His ID card said his name was Harper, but Nicola had her doubts it was real. She ran his ID three times and nothing untoward showed up. She didn't want to make him angry and yet she couldn't stop herself asking questions. She didn't want to find out how many questions would be too many.

The heavy door slowly glided open and the lights flickered sporadically as they entered a large room dominated by three large metal cabinets in front of a smaller dais.

Nicola moved from one cabinet to the next to the next as she checked the life-signs readouts. Her companion kept one eye on the door and combed the shadows in the corners of the room with the other.

The silence was too much for Nicola. She looked over at Harper and awkwardly said "The boys call them coffins."

Harper looked at her and frowned. Seeing his reaction she explained "Oh, I meant the stasis cabinets. It's just that most of people we have on ice are either criminals avoiding the death penalty or medical cases avoiding…"

Nicola chuckled and looked over at him. She laughed alone.

"Well I suppose they're avoiding another sort of death penalty."

Harper said nothing.

"It's so rare that we ever let anybody out, they might as well be dead," she continued as she crossed to the dais. She wiped a thick layer of dust off the dais and pushed a couple of buttons as all three cabinets lit up.

Harper wheeled around to look at them. His eyes darted between cabinets.

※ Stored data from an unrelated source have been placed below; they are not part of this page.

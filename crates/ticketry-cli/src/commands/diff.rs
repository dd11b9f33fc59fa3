//! Diff command implementation.

use std::path::PathBuf;

use anyhow::Result;
use clap::Args;
use serde_json::Value;
use tracing::info;

use ticketry_audit::{calculate_changes, ChangeType, FieldChange};

use super::read_state;

/// Arguments for the diff command.
#[derive(Args)]
pub struct DiffArgs {
    /// Snapshot before the change
    pub before: PathBuf,

    /// Snapshot after the change
    pub after: PathBuf,

    /// Print changes as JSON
    #[arg(long)]
    pub json: bool,
}

/// Runs the diff command.
pub fn run(args: &DiffArgs) -> Result<()> {
    info!(before = ?args.before, after = ?args.after, "Diffing snapshots");

    let before = read_state(&args.before)?;
    let after = read_state(&args.after)?;
    let changes = calculate_changes(&before, &after);

    if args.json {
        println!("{}", serde_json::to_string_pretty(&changes)?);
        return Ok(());
    }

    if changes.is_empty() {
        println!("No changes");
        return Ok(());
    }
    for change in &changes {
        println!("{}", render(change));
    }
    println!("\n{} field(s) changed", changes.len());
    Ok(())
}

fn show(value: Option<&Value>) -> String {
    value.map_or_else(|| "<absent>".to_string(), Value::to_string)
}

/// Formats a change as one line.
pub fn render(change: &FieldChange) -> String {
    let old = show(change.old_value.as_ref());
    let new = show(change.new_value.as_ref());
    match change.change_type {
        ChangeType::Added => format!("+ {}: {new}", change.field),
        ChangeType::Removed => format!("- {}: {old}", change.field),
        ChangeType::Modified => format!("~ {}: {old} -> {new}", change.field),
        ChangeType::Reordered => format!("↕ {}: {old} -> {new}", change.field),
    }
}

"So which one do you want?" Nicola asked.

"What?"

"Well, the paperwork doesn't specify which corpse you want", then she pointed at the dais and asked "Should I push button one, two or three?"

She felt uncomfortable as he joined her at the dais and she apologised, adding "This is no way to talk about your friend."

The sword slid through her ribs with ease and cleft her in two.

"He's not my friend."

He wiped Nicola's blood off his sword. She'd never know how right she was to have doubted him. His name wasn't Harper.

He pushed one half of Nicola away from the dais with his foot and pushed all three buttons. A computer voice started a countdown and he stepped in front of the dais. As the countdown neared its end he raised his sword in readiness. It was time.

At zero, the three cabinet doors swung open as one and out stepped Johnny Beta, Johnny Gamma and Johnny Delta.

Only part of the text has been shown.